**YOUR OBJECTIVE**
Go through the data and copy each line where the string "MarchingCubes" appears.
•••••
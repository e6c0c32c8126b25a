use ahash::AHashMap;
use glam::Vec3;
use ordered_float::OrderedFloat;

use crate::{ Mesh, Triangle, polygonize::TriangleSink };

type VertexKey = [OrderedFloat<f32>; 3];

#[inline(always)]
fn key(pos: Vec3) -> VertexKey {
    pos.to_array().map(OrderedFloat)
}

/// Builds vertex and index buffers for one meshing pass, giving every
/// distinct position a single index.
///
/// Positions are compared exactly (`-0.0` and `0.0` are the same key).
/// Two computations of the same crossing that differ in the last bit stay
/// separate vertices and leave a seam.
#[derive(Debug, Default)]
pub struct VertexDeduplicator {
    lookup: AHashMap<VertexKey, u32>,
    vertices: Vec<Vec3>,
    indices: Vec<u32>,
}

impl VertexDeduplicator {
    pub fn new() -> Self {
        Self::default()
    }

    pub fn with_capacity(triangles: usize) -> Self {
        Self {
            lookup: AHashMap::with_capacity(triangles),
            vertices: Vec::with_capacity(triangles),
            indices: Vec::with_capacity(triangles * 3),
        }
    }

    /// Index of `pos`, appending it as a new vertex on first sight.
    pub fn resolve(&mut self, pos: Vec3) -> u32 {
        let vertices = &mut self.vertices;
        *self.lookup.entry(key(pos)).or_insert_with(|| {
            vertices.push(pos);
            (vertices.len() - 1) as u32
        })
    }

    #[inline]
    pub fn vertex_count(&self) -> usize {
        self.vertices.len()
    }

    #[inline]
    pub fn triangle_count(&self) -> usize {
        self.indices.len() / 3
    }

    /// Forgets every vertex and triangle, keeping the allocations.
    pub fn clear(&mut self) {
        self.lookup.clear();
        self.vertices.clear();
        self.indices.clear();
    }

    /// Hands the buffers over as a mesh and starts a fresh pass.
    pub fn take_mesh(&mut self) -> Mesh {
        self.lookup.clear();
        Mesh {
            vertices: std::mem::take(&mut self.vertices),
            indices: std::mem::take(&mut self.indices),
        }
    }

    pub fn finish(mut self) -> Mesh {
        self.take_mesh()
    }
}

impl TriangleSink for VertexDeduplicator {
    fn push_triangle(&mut self, [a, b, c]: Triangle) {
        let indices = [self.resolve(a), self.resolve(b), self.resolve(c)];
        self.indices.extend(indices);
    }
}

#[test]
fn resolve_is_stable() {
    let mut dedup = VertexDeduplicator::new();
    assert_eq!(dedup.resolve(Vec3::new(0.5, 0.0, 0.0)), 0);
    assert_eq!(dedup.resolve(Vec3::new(0.0, 0.5, 0.0)), 1);
    assert_eq!(dedup.resolve(Vec3::new(0.5, 0.0, 0.0)), 0);
    assert_eq!(dedup.resolve(Vec3::new(-0.0, 0.5, 0.0)), 1);
    assert_eq!(dedup.vertex_count(), 2);
}

#[test]
fn exact_keys_do_not_merge_near_misses() {
    let mut dedup = VertexDeduplicator::new();
    let pos = Vec3::new(0.1, 0.2, 0.3);
    let nudged = Vec3::new(f32::from_bits(0.1f32.to_bits() + 1), 0.2, 0.3);
    assert_ne!(dedup.resolve(pos), dedup.resolve(nudged));
}

#[test]
fn take_mesh_resets_pass() {
    let mut dedup = VertexDeduplicator::new();
    dedup.push_triangle([Vec3::ZERO, Vec3::X, Vec3::Y]);
    dedup.push_triangle([Vec3::Y, Vec3::X, Vec3::Z]);
    assert_eq!(dedup.triangle_count(), 2);

    let mesh = dedup.take_mesh();
    assert_eq!(mesh.vertex_count(), 4);
    assert_eq!(mesh.indices, vec![0, 1, 2, 2, 1, 3]);

    assert_eq!(dedup.vertex_count(), 0);
    assert_eq!(dedup.resolve(Vec3::Z), 0);
}
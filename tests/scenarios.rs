use iso_sculpt::{
    glam::{ IVec3, Vec3 },
    marcher::{ Marcher, MarchingCubes, Membership, ParallelCubes, SerialAccelerator, StrategyKind },
    Boundary, ConfigError, EditCommand, EditSession, Error, FillPolicy, Interpolation, Mesh, MeshingConfig, ValueGrid,
};

fn config(bound_size: i32) -> MeshingConfig {
    MeshingConfig { bound_size, ..Default::default() }
}

fn sorted_triangles(mesh: &Mesh) -> Vec<[[f32; 3]; 3]> {
    let mut triangles: Vec<_> = mesh.triangles().map(|tri| tri.map(|v| v.to_array())).collect();
    triangles.sort_by(|a, b| a.partial_cmp(b).unwrap());
    triangles
}

/// Samples cycling through values that stay exact under +-0.5.
fn quarter_field(bound_size: usize) -> Vec<f32> {
    (0..bound_size.pow(3)).map(|i| [0.0, 0.25, 0.75, 1.0][i * 7 % 4]).collect()
}

#[test]
fn empty_grid_has_no_surface() {
    for boundary in [Boundary::Interior, Boundary::Padded] {
        let session = EditSession::new(
            MeshingConfig { boundary, ..config(4) },
            FillPolicy::Constant(0.0),
            StrategyKind::Cubes,
        ).unwrap();
        assert_eq!(session.mesh().vertex_count(), 0);
        assert_eq!(session.mesh().triangle_count(), 0);
    }
}

#[test]
fn solid_grid_has_no_interior_surface() {
    let session = EditSession::new(config(4), FillPolicy::Constant(1.0), StrategyKind::Cubes).unwrap();
    assert!(session.mesh().is_empty());
}

#[test]
fn padded_solid_grid_is_closed_at_the_faces() {
    let config = MeshingConfig { boundary: Boundary::Padded, ..config(4) };
    let session = EditSession::new(config, FillPolicy::Constant(1.0), StrategyKind::Cubes).unwrap();
    let mesh = session.mesh();
    assert!(!mesh.is_empty());
    // Every vertex sits half a step outside the sampled block
    for v in &mesh.vertices {
        assert!(v.min_element() == -0.5 || v.max_element() == 3.5, "{v}");
    }
}

#[test]
fn single_corner_cube() {
    let mut values = vec![0.0; 8];
    values[0] = 1.0;
    let grid = ValueGrid::from_values(2, values).unwrap();
    let params = config(2).validate().unwrap();
    let mesh = MarchingCubes::new().march(&grid, &params).unwrap();

    assert_eq!(mesh.triangle_count(), 1);
    // Midpoints of edges 0, 3 and 8 in reversed table order
    assert_eq!(mesh.triangles().next(), Some([
        Vec3::new(0.0, 0.5, 0.0),
        Vec3::new(0.0, 0.0, 0.5),
        Vec3::new(0.5, 0.0, 0.0),
    ]));
}

#[test]
fn sample_on_threshold_is_outside() {
    let mut values = vec![0.0; 8];
    values[0] = 0.5;
    let grid = ValueGrid::from_values(2, values).unwrap();
    let params = config(2).validate().unwrap();
    assert!(MarchingCubes::new().march(&grid, &params).unwrap().is_empty());
}

#[test]
fn add_then_remove_restores_everything() {
    for kind in [StrategyKind::Cubes, StrategyKind::Parallel] {
        let field = quarter_field(8);
        let mut session = EditSession::new(config(8), FillPolicy::Supplied(&field), kind).unwrap();
        let grid_before = session.grid().clone();
        let mesh_before = session.mesh().clone();

        let center = IVec3::new(3, 4, 4);
        session.apply_edit(EditCommand::add(center, 0.5)).unwrap();
        assert_ne!(session.grid(), &grid_before);
        session.apply_edit(EditCommand::remove(center, 0.5)).unwrap();

        assert_eq!(session.grid(), &grid_before);
        assert_eq!(sorted_triangles(session.mesh()), sorted_triangles(&mesh_before));
        assert_eq!(session.mesh().vertex_count(), mesh_before.vertex_count());
    }
}

#[test]
fn full_march_is_idempotent() {
    let mut grid = ValueGrid::new(12).unwrap();
    grid.initialize(FillPolicy::Random { seed: 42 }).unwrap();
    let params = MeshingConfig { interpolation: Interpolation::Linear, ..config(12) }.validate().unwrap();

    let mut marcher = MarchingCubes::new();
    let first = marcher.march(&grid, &params).unwrap();
    let second = marcher.march(&grid, &params).unwrap();
    assert_eq!(first.vertex_count(), second.vertex_count());
    assert_eq!(first.triangle_count(), second.triangle_count());
    assert_eq!(sorted_triangles(&first), sorted_triangles(&second));
}

#[test]
fn parallel_matches_sequential() {
    let mut grid = ValueGrid::new(9).unwrap();
    grid.initialize(FillPolicy::Random { seed: 5 }).unwrap();

    for boundary in [Boundary::Interior, Boundary::Padded] {
        let params = MeshingConfig { boundary, interpolation: Interpolation::Smoothstep, ..config(9) }
            .validate()
            .unwrap();
        let expected = MarchingCubes::new().march(&grid, &params).unwrap();

        let mut serial = ParallelCubes::new(Box::new(SerialAccelerator));
        assert_eq!(sorted_triangles(&serial.march(&grid, &params).unwrap()), sorted_triangles(&expected));

        let mut parallel = StrategyKind::Parallel.create().unwrap();
        let mesh = parallel.march(&grid, &params).unwrap();
        assert_eq!(sorted_triangles(&mesh), sorted_triangles(&expected));
        assert_eq!(mesh.vertex_count(), expected.vertex_count());
    }
}

#[test]
fn selective_session_stays_near_edits() {
    let kind = StrategyKind::SelectiveCubes { membership: Membership::Threshold };
    let mut session = EditSession::new(config(10), FillPolicy::Constant(0.0), kind).unwrap();
    assert!(session.mesh().is_empty());

    let mesh = session.apply_edit(EditCommand::add(IVec3::splat(5), 1.0)).unwrap().clone();
    assert!(!mesh.is_empty());
    // Nothing reaches past the cubes sharing a touched point
    for v in &mesh.vertices {
        assert!(v.min_element() >= 3.0 && v.max_element() <= 7.0, "{v}");
    }

    // Switching strategy keeps the grid; a full pass sees the same surface
    session.set_strategy(StrategyKind::Cubes).unwrap();
    assert_eq!(sorted_triangles(session.mesh()), sorted_triangles(&mesh));
}

#[test]
fn selective_session_keeps_earlier_edits() {
    let kind = StrategyKind::SelectiveCubes { membership: Membership::Threshold };
    let mut session = EditSession::new(config(16), FillPolicy::Constant(0.0), kind).unwrap();

    let first = session.apply_edit(EditCommand::add(IVec3::splat(3), 1.0)).unwrap().triangle_count();
    let mesh = session.apply_edit(EditCommand::add(IVec3::splat(12), 1.0)).unwrap().clone();
    assert_eq!(mesh.triangle_count(), first * 2);
    assert!(mesh.vertices.iter().any(|v| v.max_element() < 8.0));

    session.set_strategy(StrategyKind::Cubes).unwrap();
    assert_eq!(sorted_triangles(&mesh), sorted_triangles(session.mesh()));
}

#[test]
fn oversized_grid_is_rejected() {
    let result = EditSession::new(config(i32::MAX), FillPolicy::Constant(0.0), StrategyKind::Cubes);
    assert!(matches!(result, Err(Error::Config(ConfigError::BoundSizeTooLarge(_)))));
}

#[test]
fn sparse_octree_is_unimplemented() {
    let result = EditSession::new(config(4), FillPolicy::Constant(0.0), StrategyKind::SparseOctree);
    assert!(matches!(result, Err(Error::UnimplementedStrategy(_))));
}

#[test]
fn mesh_exports_obj() {
    let mut values = vec![0.0; 8];
    values[0] = 1.0;
    let grid = ValueGrid::from_values(2, values).unwrap();
    let mesh = MarchingCubes::new().march(&grid, &config(2).validate().unwrap()).unwrap();

    let mut out = Vec::new();
    mesh.write_obj(&mut out).unwrap();
    let text = String::from_utf8(out).unwrap();
    assert_eq!(text.lines().filter(|l| l.starts_with("v ")).count(), 3);
    assert_eq!(text.lines().filter(|l| l.starts_with("f ")).count(), 1);
}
•••••
**RESULT OF THIS EXERCISE**
    marcher::{ Marcher, MarchingCubes, Membership, ParallelCubes, SerialAccelerator, StrategyKind },
    let mesh = MarchingCubes::new().march(&grid, &params).unwrap();
    assert!(MarchingCubes::new().march(&grid, &params).unwrap().is_empty());
    let mut marcher = MarchingCubes::new();
        let expected = MarchingCubes::new().march(&grid, &params).unwrap();
    let mesh = MarchingCubes::new().march(&grid, &config(2).validate().unwrap()).unwrap();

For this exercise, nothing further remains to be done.